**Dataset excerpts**
|---|
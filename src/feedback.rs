/// Input feedback state machine: maps validation verdicts to what the
/// URL field should look like, independent of rendering.
use crate::validate::{validate, Verdict};

/// Milliseconds of quiet typing before a verdict is applied.
pub const DEBOUNCE_MS: u32 = 300;

/// Delay before validating pasted content, so the browser has finished
/// inserting it into the field.
pub const PASTE_SETTLE_MS: u32 = 10;

/// How long the submit-gate error banner stays up before auto-dismissing.
pub const ERROR_DISMISS_MS: u32 = 5000;

/// Visual state tag on the input element. Exactly one at a time.
#[derive(Debug, Clone, Copy, PartialEq, Eq)]
pub enum InputVisualState {
    Default,
    Valid,
    Invalid,
}

impl InputVisualState {
    /// CSS class for the state, empty for `Default`.
    pub fn css_class(self) -> &'static str {
        match self {
            InputVisualState::Default => "",
            InputVisualState::Valid => "valid",
            InputVisualState::Invalid => "invalid",
        }
    }
}

/// Validator badge shown next to the input.
#[derive(Debug, Clone, Copy, PartialEq, Eq)]
pub enum BadgeState {
    Hidden,
    /// Affirmative style with confirmatory text.
    Confirmed,
}

impl BadgeState {
    pub fn text(self) -> &'static str {
        match self {
            BadgeState::Hidden => "",
            BadgeState::Confirmed => "Valid Twitter/X URL detected",
        }
    }
}

/// What the submit gate decided for the current field content.
#[derive(Debug, Clone, PartialEq, Eq)]
pub enum SubmitDecision {
    /// Verdict was `Valid`: let the submission proceed.
    Proceed,
    /// Blocked; the attached message goes into the error banner.
    Block(String),
}

/// Observable feedback state for the URL input.
#[derive(Debug, Clone, PartialEq)]
pub struct FeedbackState {
    pub visual: InputVisualState,
    pub badge: BadgeState,
    /// Inline error banner content, if one is showing.
    pub error: Option<String>,
    // Generation of the validation timer whose verdict is allowed to land.
    generation: u64,
}

impl FeedbackState {
    pub fn new() -> Self {
        FeedbackState {
            visual: InputVisualState::Default,
            badge: BadgeState::Hidden,
            error: None,
            generation: 0,
        }
    }

    /// Register an input change. Returns the generation token the caller
    /// must present when the debounce timer fires; any token minted
    /// earlier is superseded and its verdict will be ignored.
    pub fn note_input(&mut self) -> u64 {
        self.generation += 1;
        self.generation
    }

    /// True if `token` is still the live timer generation.
    pub fn is_current(&self, token: u64) -> bool {
        self.generation == token
    }

    /// Apply the verdict for a fired timer. Stale tokens are dropped so a
    /// verdict from an earlier keystroke can never overwrite a fresher one.
    pub fn apply_debounced(&mut self, token: u64, verdict: Verdict) -> bool {
        if !self.is_current(token) {
            return false;
        }
        self.apply_verdict(verdict);
        true
    }

    /// Map a verdict onto badge and visual state.
    pub fn apply_verdict(&mut self, verdict: Verdict) {
        match verdict {
            Verdict::Empty => {
                self.badge = BadgeState::Hidden;
                self.visual = InputVisualState::Default;
            }
            Verdict::Valid => {
                self.badge = BadgeState::Confirmed;
                self.visual = InputVisualState::Valid;
            }
            Verdict::Invalid => {
                self.badge = BadgeState::Hidden;
                self.visual = InputVisualState::Invalid;
            }
        }
    }

    /// Synchronous submit gate. Re-validates the current content; a
    /// non-`Valid` verdict blocks submission, raises the inline error and
    /// forces the `Invalid` visual state.
    pub fn submit(&mut self, raw_input: &str) -> SubmitDecision {
        if validate(raw_input) == Verdict::Valid {
            self.error = None;
            SubmitDecision::Proceed
        } else {
            let message = "Please enter a valid Twitter/X thread URL".to_string();
            self.error = Some(message.clone());
            self.visual = InputVisualState::Invalid;
            SubmitDecision::Block(message)
        }
    }

    /// Drop the error banner (auto-dismiss timer or user edit).
    pub fn dismiss_error(&mut self) {
        self.error = None;
    }

    /// External reset: back to the pristine state.
    pub fn reset(&mut self) {
        self.visual = InputVisualState::Default;
        self.badge = BadgeState::Hidden;
        self.error = None;
        self.generation += 1;
    }
}

impl Default for FeedbackState {
    fn default() -> Self {
        Self::new()
    }
}

#[cfg(test)]
mod tests {
    use super::*;

    #[test]
    fn test_initial_state() {
        let state = FeedbackState::new();
        assert_eq!(state.visual, InputVisualState::Default);
        assert_eq!(state.badge, BadgeState::Hidden);
        assert_eq!(state.error, None);
    }

    #[test]
    fn test_verdict_mapping_valid() {
        let mut state = FeedbackState::new();
        state.apply_verdict(Verdict::Valid);
        assert_eq!(state.visual, InputVisualState::Valid);
        assert_eq!(state.badge, BadgeState::Confirmed);
        assert_eq!(state.badge.text(), "Valid Twitter/X URL detected");
    }

    #[test]
    fn test_verdict_mapping_invalid() {
        let mut state = FeedbackState::new();
        state.apply_verdict(Verdict::Invalid);
        assert_eq!(state.visual, InputVisualState::Invalid);
        assert_eq!(state.badge, BadgeState::Hidden);
    }

    #[test]
    fn test_verdict_mapping_empty_resets() {
        let mut state = FeedbackState::new();
        state.apply_verdict(Verdict::Valid);
        state.apply_verdict(Verdict::Empty);
        assert_eq!(state.visual, InputVisualState::Default);
        assert_eq!(state.badge, BadgeState::Hidden);
    }

    #[test]
    fn test_debounce_supersede_on_new_input() {
        let mut state = FeedbackState::new();

        // Three rapid keystrokes: only the last timer may land
        let first = state.note_input();
        let second = state.note_input();
        let last = state.note_input();

        assert!(!state.apply_debounced(first, Verdict::Invalid));
        assert!(!state.apply_debounced(second, Verdict::Invalid));
        assert_eq!(state.visual, InputVisualState::Default);

        assert!(state.apply_debounced(last, Verdict::Valid));
        assert_eq!(state.visual, InputVisualState::Valid);
    }

    #[test]
    fn test_stale_verdict_never_overwrites_fresher_one() {
        let mut state = FeedbackState::new();

        let old = state.note_input();
        let fresh = state.note_input();

        assert!(state.apply_debounced(fresh, Verdict::Valid));
        // Out-of-order firing of the superseded timer is a no-op
        assert!(!state.apply_debounced(old, Verdict::Invalid));
        assert_eq!(state.visual, InputVisualState::Valid);
    }

    #[test]
    fn test_submit_gate_blocks_invalid() {
        let mut state = FeedbackState::new();
        let decision = state.submit("not a url");

        assert!(matches!(decision, SubmitDecision::Block(_)));
        assert_eq!(state.visual, InputVisualState::Invalid);
        assert!(state.error.is_some());
    }

    #[test]
    fn test_submit_gate_blocks_empty() {
        let mut state = FeedbackState::new();
        assert!(matches!(state.submit(""), SubmitDecision::Block(_)));
        assert!(matches!(state.submit("   "), SubmitDecision::Block(_)));
        assert!(state.error.is_some());
    }

    #[test]
    fn test_debounced_verdict_after_submit_keeps_error() {
        let mut state = FeedbackState::new();

        // Typing starts a debounce, then submit fires before it lands
        let token = state.note_input();
        state.submit("twitter.com/user/status/abc");
        assert!(state.error.is_some());

        // The pending verdict still applies (token is current), but it
        // must not dismiss the banner: that is the 5000 ms timer's job
        assert!(state.apply_debounced(token, Verdict::Invalid));
        assert!(state.error.is_some());
        assert_eq!(state.visual, InputVisualState::Invalid);
    }

    #[test]
    fn test_submit_gate_allows_valid() {
        let mut state = FeedbackState::new();
        let decision = state.submit("https://x.com/user/status/123");

        assert_eq!(decision, SubmitDecision::Proceed);
        assert_eq!(state.error, None);
    }

    #[test]
    fn test_submit_trims_before_checking() {
        let mut state = FeedbackState::new();
        let decision = state.submit("  https://twitter.com/user/status/42  ");
        assert_eq!(decision, SubmitDecision::Proceed);
    }

    #[test]
    fn test_error_dismiss() {
        let mut state = FeedbackState::new();
        state.submit("nope");
        assert!(state.error.is_some());

        state.dismiss_error();
        assert_eq!(state.error, None);
        // Dismissing the banner does not touch the visual state
        assert_eq!(state.visual, InputVisualState::Invalid);
    }

    #[test]
    fn test_reset_returns_to_default() {
        let mut state = FeedbackState::new();
        let token = state.note_input();
        state.submit("nope");

        state.reset();

        assert_eq!(state, {
            let mut pristine = FeedbackState::new();
            pristine.generation = state.generation;
            pristine
        });
        // Reset also invalidates in-flight timers
        assert!(!state.apply_debounced(token, Verdict::Invalid));
    }

    #[test]
    fn test_css_classes() {
        assert_eq!(InputVisualState::Default.css_class(), "");
        assert_eq!(InputVisualState::Valid.css_class(), "valid");
        assert_eq!(InputVisualState::Invalid.css_class(), "invalid");
    }
}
|---|
Starting at the first line of the records, print each line exactly, stopping after the line that contains "to the input.".

filename src/feedback.rs
/// Input feedback state machine: maps validation verdicts to what the
/// URL field should look like, independent of rendering.
use crate::validate::{validate, Verdict};

/// Milliseconds of quiet typing before a verdict is applied.
pub const DEBOUNCE_MS: u32 = 300;

/// Delay before validating pasted content, so the browser has finished
/// inserting it into the field.
pub const PASTE_SETTLE_MS: u32 = 10;

/// How long the submit-gate error banner stays up before auto-dismissing.
pub const ERROR_DISMISS_MS: u32 = 5000;

/// Visual state tag on the input element. Exactly one at a time.
#[derive(Debug, Clone, Copy, PartialEq, Eq)]
pub enum InputVisualState {
    Default,
    Valid,
    Invalid,
}

impl InputVisualState {
    /// CSS class for the state, empty for `Default`.
    pub fn css_class(self) -> &'static str {
        match self {
            InputVisualState::Default => "",
            InputVisualState::Valid => "valid",
            InputVisualState::Invalid => "invalid",
        }
    }
}

/// Validator badge shown next to the input.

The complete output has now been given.